**Data for processing**
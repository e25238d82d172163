//! Persistence: the line-oriented wire format and the file-backed store.
//!
//! Split in two layers. [`format`] converts between text and [`Snapshot`]
//! records and knows nothing about files; [`TournamentStore`] owns a path
//! and handles reading, atomic writing and the load fallback policy.

pub mod error;
pub mod format;
pub mod manager;

pub use error::StoreError;
pub use format::{decode, encode, FixtureRecord, PlayerRecord, Snapshot, TeamRecord};
pub use manager::TournamentStore;
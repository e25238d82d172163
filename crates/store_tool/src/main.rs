//! Store Inspector CLI
//!
//! Reads the line-oriented tournament store files, reports what they
//! contain, and checks files for canonical layout.

use anyhow::{bail, Context, Result};
use clap::{Parser, Subcommand, ValueEnum};
use std::path::{Path, PathBuf};

use tourney_core::store::{decode, encode};
use tourney_core::{render_points_table, Sport, Tournament};

#[derive(Parser)]
#[command(name = "store_tool")]
#[command(about = "Inspect and verify tournament store files", long_about = None)]
struct Cli {
    #[command(subcommand)]
    command: Commands,
}

#[derive(Subcommand)]
enum Commands {
    /// Decode a store file and print teams, fixtures and the points table
    Inspect {
        /// Store file path
        #[arg(long)]
        file: PathBuf,

        /// Sport the store belongs to
        #[arg(long, value_enum)]
        sport: SportArg,

        /// Print the wire records as JSON instead of text
        #[arg(long, default_value = "false")]
        json: bool,
    },

    /// Check that a file decodes, validates and re-encodes byte-identically
    Verify {
        /// Store file path
        #[arg(long)]
        file: PathBuf,

        /// Sport the store belongs to
        #[arg(long, value_enum)]
        sport: SportArg,
    },
}

#[derive(Clone, Copy, ValueEnum)]
enum SportArg {
    Cricket,
    Football,
    Basketball,
}

impl From<SportArg> for Sport {
    fn from(arg: SportArg) -> Self {
        match arg {
            SportArg::Cricket => Sport::Cricket,
            SportArg::Football => Sport::Football,
            SportArg::Basketball => Sport::Basketball,
        }
    }
}

fn main() -> Result<()> {
    let cli = Cli::parse();

    match cli.command {
        Commands::Inspect { file, sport, json } => inspect(&file, sport.into(), json),
        Commands::Verify { file, sport } => verify(&file, sport.into()),
    }
}

fn inspect(file: &Path, sport: Sport, json: bool) -> Result<()> {
    let text = std::fs::read_to_string(file)
        .with_context(|| format!("reading {}", file.display()))?;
    let snapshot = decode(&text).context("decoding store")?;

    if json {
        println!("{}", serde_json::to_string_pretty(&snapshot)?);
        return Ok(());
    }

    let tournament =
        Tournament::from_snapshot(sport, &snapshot).context("validating store")?;

    println!("📋 {} store: {}", sport, file.display());
    println!("   Teams:    {}", tournament.teams().len());
    println!(
        "   Fixtures: {} ({} completed)",
        tournament.fixtures().len(),
        tournament.results().count()
    );

    for team in tournament.teams() {
        println!("\n🏅 {} ({} players)", team.name, team.players.len());
        for player in &team.players {
            println!("   #{:<3} {} - {}", player.shirt_number, player.name, player.role);
        }
    }

    if !tournament.fixtures().is_empty() {
        println!("\n🗓  Fixtures");
        for fixture in tournament.fixtures() {
            let name = |id| {
                tournament.team(id).map(|t| t.name.as_str()).unwrap_or("?")
            };
            match &fixture.outcome {
                Some(outcome) => println!("   [{}] {}", fixture.id, outcome.summary),
                None => println!(
                    "   [{}] {} vs {}, {} {} at {}",
                    fixture.id,
                    name(fixture.home),
                    name(fixture.away),
                    fixture.date,
                    fixture.time,
                    fixture.venue
                ),
            }
        }
    }

    println!();
    print!("{}", render_points_table(sport.name(), &tournament.standings()));
    Ok(())
}

fn verify(file: &Path, sport: Sport) -> Result<()> {
    let text = std::fs::read_to_string(file)
        .with_context(|| format!("reading {}", file.display()))?;
    let snapshot = decode(&text).context("decoding store")?;
    Tournament::from_snapshot(sport, &snapshot).context("validating store")?;

    let reencoded = encode(&snapshot).context("re-encoding store")?;
    if reencoded != text {
        // a readable file can still differ: legacy per-field defaults,
        // padded numbers, or content past the trailer
        let difference = text
            .lines()
            .zip(reencoded.lines())
            .position(|(theirs, ours)| theirs != ours)
            .map(|i| i + 1);
        match difference {
            Some(line) => bail!("readable but not canonical: first difference at line {}", line),
            None => bail!("readable but not canonical: lengths differ"),
        }
    }

    println!(
        "✅ {} verifies: {} teams, {} fixtures, canonical layout",
        file.display(),
        snapshot.teams.len(),
        snapshot.fixtures.len()
    );
    Ok(())
}

#[cfg(test)]
mod tests {
    use super::*;
    use tourney_core::ScoreSheet;

    fn write_store(dir: &Path) -> PathBuf {
        let mut t = Tournament::new(Sport::Football);
        let leeds = t.add_team("Leeds");
        let york = t.add_team("York");
        let id = t.schedule_fixture(leeds, york, "2025-04-01", "15:00", "Elland Road").unwrap();
        t.record_result(id, ScoreSheet::Football { home_goals: 2, away_goals: 1 }).unwrap();

        let path = dir.join("football.txt");
        std::fs::write(&path, encode(&t.to_snapshot()).unwrap()).unwrap();
        path
    }

    #[test]
    fn test_verify_accepts_canonical_file() {
        let dir = tempfile::TempDir::new().unwrap();
        let path = write_store(dir.path());
        assert!(verify(&path, Sport::Football).is_ok());
    }

    #[test]
    fn test_verify_flags_padded_file() {
        let dir = tempfile::TempDir::new().unwrap();
        let path = write_store(dir.path());
        let padded = std::fs::read_to_string(&path).unwrap().replacen("2\n", " 2\n", 1);
        std::fs::write(&path, padded).unwrap();

        let err = verify(&path, Sport::Football).unwrap_err();
        assert!(err.to_string().contains("not canonical"));
    }

    #[test]
    fn test_inspect_rejects_inconsistent_file() {
        let dir = tempfile::TempDir::new().unwrap();
        let path = dir.path().join("bad.txt");
        std::fs::write(&path, "1\nLeeds\n0\n1\n1\n0\n5\nd\nt\nv\n0\n-1\n0\n\n2\n").unwrap();

        assert!(inspect(&path, Sport::Football, false).is_err());
        // structurally fine, so the raw wire view still prints
        assert!(inspect(&path, Sport::Football, true).is_ok());
    }

    #[test]
    fn test_sport_arg_maps_one_to_one() {
        assert_eq!(Sport::from(SportArg::Cricket), Sport::Cricket);
        assert_eq!(Sport::from(SportArg::Football), Sport::Football);
        assert_eq!(Sport::from(SportArg::Basketball), Sport::Basketball);
    }
}
use serde::{Deserialize, Serialize};
use std::fmt;

use super::player::{Player, PlayerId};

/// Stable identity of a team. Survives renames and removals of other
/// teams; never reused within a tournament.
#[derive(
    Debug, Clone, Copy, PartialEq, Eq, Hash, PartialOrd, Ord, Serialize, Deserialize,
)]
pub struct TeamId(pub u32);

impl fmt::Display for TeamId {
    fn fmt(&self, f: &mut fmt::Formatter<'_>) -> fmt::Result {
        write!(f, "{}", self.0)
    }
}

/// A competing side and its squad.
///
/// Team names are display labels, not identities; duplicates are allowed
/// and lookups always go through [`TeamId`].
#[derive(Debug, Clone, PartialEq, Eq, Serialize, Deserialize)]
pub struct Team {
    pub id: TeamId,
    pub name: String,
    pub players: Vec<Player>,
}

impl Team {
    pub fn new(id: TeamId, name: String) -> Self {
        Self { id, name, players: Vec::new() }
    }

    pub fn player(&self, id: PlayerId) -> Option<&Player> {
        self.players.iter().find(|p| p.id == id)
    }

    pub fn player_mut(&mut self, id: PlayerId) -> Option<&mut Player> {
        self.players.iter_mut().find(|p| p.id == id)
    }
}
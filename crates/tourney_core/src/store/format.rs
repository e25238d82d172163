//! Line-oriented store layout.
//!
//! The on-disk format is plain newline-delimited text, one field per
//! line, kept byte-compatible with the files the legacy system wrote:
//!
//! ```text
//! teamCount
//!   team name
//!   playerCount
//!     player name
//!     player role
//!     shirt number
//! matchCount
//!   match id
//!   home team index          (position in the team list above)
//!   away team index
//!   date / time / venue      (three lines)
//!   completed flag           ("1" or "true" is true, anything else false)
//!   winner team index        (-1 when absent)
//!   draw flag
//!   result summary           (may be empty)
//! nextMatchId
//! ```
//!
//! [`decode`] is structural only: it turns text into records and applies
//! the legacy per-field defaults. Whether the records describe a valid
//! tournament is decided at the snapshot boundary, not here.

use serde::{Deserialize, Serialize};

use super::error::StoreError;

// ============================================================================
// Wire model
// ============================================================================

/// Wire form of one player line group.
#[derive(Debug, Clone, PartialEq, Eq, Serialize, Deserialize)]
pub struct PlayerRecord {
    pub name: String,
    pub role: String,
    pub shirt_number: u32,
}

/// Wire form of one team block.
#[derive(Debug, Clone, PartialEq, Eq, Serialize, Deserialize)]
pub struct TeamRecord {
    pub name: String,
    pub players: Vec<PlayerRecord>,
}

/// Wire form of one match block. Team references are positions in the
/// team list, exactly as the file stores them.
#[derive(Debug, Clone, PartialEq, Eq, Serialize, Deserialize)]
pub struct FixtureRecord {
    pub id: u32,
    pub home: usize,
    pub away: usize,
    pub date: String,
    pub time: String,
    pub venue: String,
    pub completed: bool,
    /// `None` is written as `-1`.
    pub winner: Option<usize>,
    pub draw: bool,
    pub summary: String,
}

/// Everything one store file holds.
#[derive(Debug, Clone, PartialEq, Eq, Serialize, Deserialize)]
pub struct Snapshot {
    pub teams: Vec<TeamRecord>,
    pub fixtures: Vec<FixtureRecord>,
    pub next_fixture_id: u32,
}

impl Default for Snapshot {
    fn default() -> Self {
        Self { teams: Vec::new(), fixtures: Vec::new(), next_fixture_id: 1 }
    }
}

// ============================================================================
// Encoding
// ============================================================================

/// Serialize a snapshot into the line layout.
///
/// Fails only when a string field contains a line break, which the
/// layout cannot represent; nothing is written in that case.
pub fn encode(snapshot: &Snapshot) -> Result<String, StoreError> {
    validate_encodable(snapshot)?;

    let mut out = String::new();
    out.push_str(&format!("{}\n", snapshot.teams.len()));
    for team in &snapshot.teams {
        out.push_str(&format!("{}\n", team.name));
        out.push_str(&format!("{}\n", team.players.len()));
        for player in &team.players {
            out.push_str(&format!("{}\n", player.name));
            out.push_str(&format!("{}\n", player.role));
            out.push_str(&format!("{}\n", player.shirt_number));
        }
    }

    out.push_str(&format!("{}\n", snapshot.fixtures.len()));
    for fixture in &snapshot.fixtures {
        out.push_str(&format!("{}\n", fixture.id));
        out.push_str(&format!("{}\n", fixture.home));
        out.push_str(&format!("{}\n", fixture.away));
        out.push_str(&format!("{}\n", fixture.date));
        out.push_str(&format!("{}\n", fixture.time));
        out.push_str(&format!("{}\n", fixture.venue));
        out.push_str(&format!("{}\n", if fixture.completed { 1 } else { 0 }));
        match fixture.winner {
            Some(position) => out.push_str(&format!("{}\n", position)),
            None => out.push_str("-1\n"),
        }
        out.push_str(&format!("{}\n", if fixture.draw { 1 } else { 0 }));
        out.push_str(&format!("{}\n", fixture.summary));
    }

    out.push_str(&format!("{}\n", snapshot.next_fixture_id));
    Ok(out)
}

fn validate_encodable(snapshot: &Snapshot) -> Result<(), StoreError> {
    let check = |value: &str, field: String| {
        if value.contains(['\n', '\r']) {
            Err(StoreError::UnencodableField { field })
        } else {
            Ok(())
        }
    };

    for (t, team) in snapshot.teams.iter().enumerate() {
        check(&team.name, format!("team {} name", t + 1))?;
        for (p, player) in team.players.iter().enumerate() {
            check(&player.name, format!("team {} player {} name", t + 1, p + 1))?;
            check(&player.role, format!("team {} player {} role", t + 1, p + 1))?;
        }
    }
    for fixture in &snapshot.fixtures {
        check(&fixture.date, format!("fixture {} date", fixture.id))?;
        check(&fixture.time, format!("fixture {} time", fixture.id))?;
        check(&fixture.venue, format!("fixture {} venue", fixture.id))?;
        check(&fixture.summary, format!("fixture {} summary", fixture.id))?;
    }
    Ok(())
}

// ============================================================================
// Decoding
// ============================================================================

struct LineReader<'a> {
    lines: std::str::Lines<'a>,
    /// 1-based number of the line most recently returned.
    line: usize,
}

impl<'a> LineReader<'a> {
    fn new(text: &'a str) -> Self {
        Self { lines: text.lines(), line: 0 }
    }

    fn next_line(&mut self, what: &str) -> Result<&'a str, StoreError> {
        self.line += 1;
        self.lines.next().ok_or_else(|| StoreError::Malformed {
            line: self.line,
            reason: format!("missing {}", what),
        })
    }

    /// A line that must parse as an unsigned number.
    fn next_count(&mut self, what: &str) -> Result<usize, StoreError> {
        let raw = self.next_line(what)?;
        raw.trim().parse().map_err(|_| StoreError::Malformed {
            line: self.line,
            reason: format!("unreadable {}: {:?}", what, raw),
        })
    }

    /// Winner reference: `-1` means none, other negatives are invalid.
    fn next_winner(&mut self) -> Result<Option<usize>, StoreError> {
        let raw = self.next_line("winner index")?;
        let value: i64 = raw.trim().parse().map_err(|_| StoreError::Malformed {
            line: self.line,
            reason: format!("unreadable winner index: {:?}", raw),
        })?;
        match value {
            -1 => Ok(None),
            v if v >= 0 => Ok(Some(v as usize)),
            v => Err(StoreError::Malformed {
                line: self.line,
                reason: format!("negative winner index {}", v),
            }),
        }
    }
}

/// The legacy truthy tokens, compared verbatim.
fn parse_flag(raw: &str) -> bool {
    raw == "1" || raw == "true"
}

/// Parse the line layout into a snapshot.
///
/// Per-field legacy defaults apply only where the original loader had
/// them: an unreadable shirt number becomes 0, an unreadable match id
/// takes its 1-based position, and a missing or unreadable trailer
/// becomes `matchCount + 1`. Everything else that fails to parse is an
/// error; content past the trailer is ignored.
pub fn decode(text: &str) -> Result<Snapshot, StoreError> {
    let mut reader = LineReader::new(text);

    let team_count = reader.next_count("team count")?;
    let mut teams = Vec::new();
    for _ in 0..team_count {
        let name = reader.next_line("team name")?.to_string();
        let player_count = reader.next_count("player count")?;
        let mut players = Vec::new();
        for _ in 0..player_count {
            let player_name = reader.next_line("player name")?.to_string();
            let role = reader.next_line("player role")?.to_string();
            let shirt_number = reader.next_line("shirt number")?.trim().parse().unwrap_or(0);
            players.push(PlayerRecord { name: player_name, role, shirt_number });
        }
        teams.push(TeamRecord { name, players });
    }

    let match_count = reader.next_count("match count")?;
    let mut fixtures = Vec::new();
    for position in 0..match_count {
        let id = reader
            .next_line("match id")?
            .trim()
            .parse()
            .unwrap_or(position as u32 + 1);
        let home = reader.next_count("home team index")?;
        let away = reader.next_count("away team index")?;
        let date = reader.next_line("date")?.to_string();
        let time = reader.next_line("time")?.to_string();
        let venue = reader.next_line("venue")?.to_string();
        let completed = parse_flag(reader.next_line("completed flag")?);
        let winner = reader.next_winner()?;
        let draw = parse_flag(reader.next_line("draw flag")?);
        let summary = reader.next_line("result summary")?.to_string();

        fixtures.push(FixtureRecord {
            id,
            home,
            away,
            date,
            time,
            venue,
            completed,
            winner,
            draw,
            summary,
        });
    }

    let next_fixture_id = match reader.next_line("next match id") {
        Ok(raw) => raw.trim().parse().unwrap_or(match_count as u32 + 1),
        Err(_) => match_count as u32 + 1,
    };

    Ok(Snapshot { teams, fixtures, next_fixture_id })
}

**Exercise brief**
For this exercise, return every line from the data that holds the string "Option".

**Result of the task**
    pub fn player(&self, id: PlayerId) -> Option<&Player> {
    pub fn player_mut(&mut self, id: PlayerId) -> Option<&mut Player> {
    pub winner: Option<usize>,
    fn next_winner(&mut self) -> Result<Option<usize>, StoreError> {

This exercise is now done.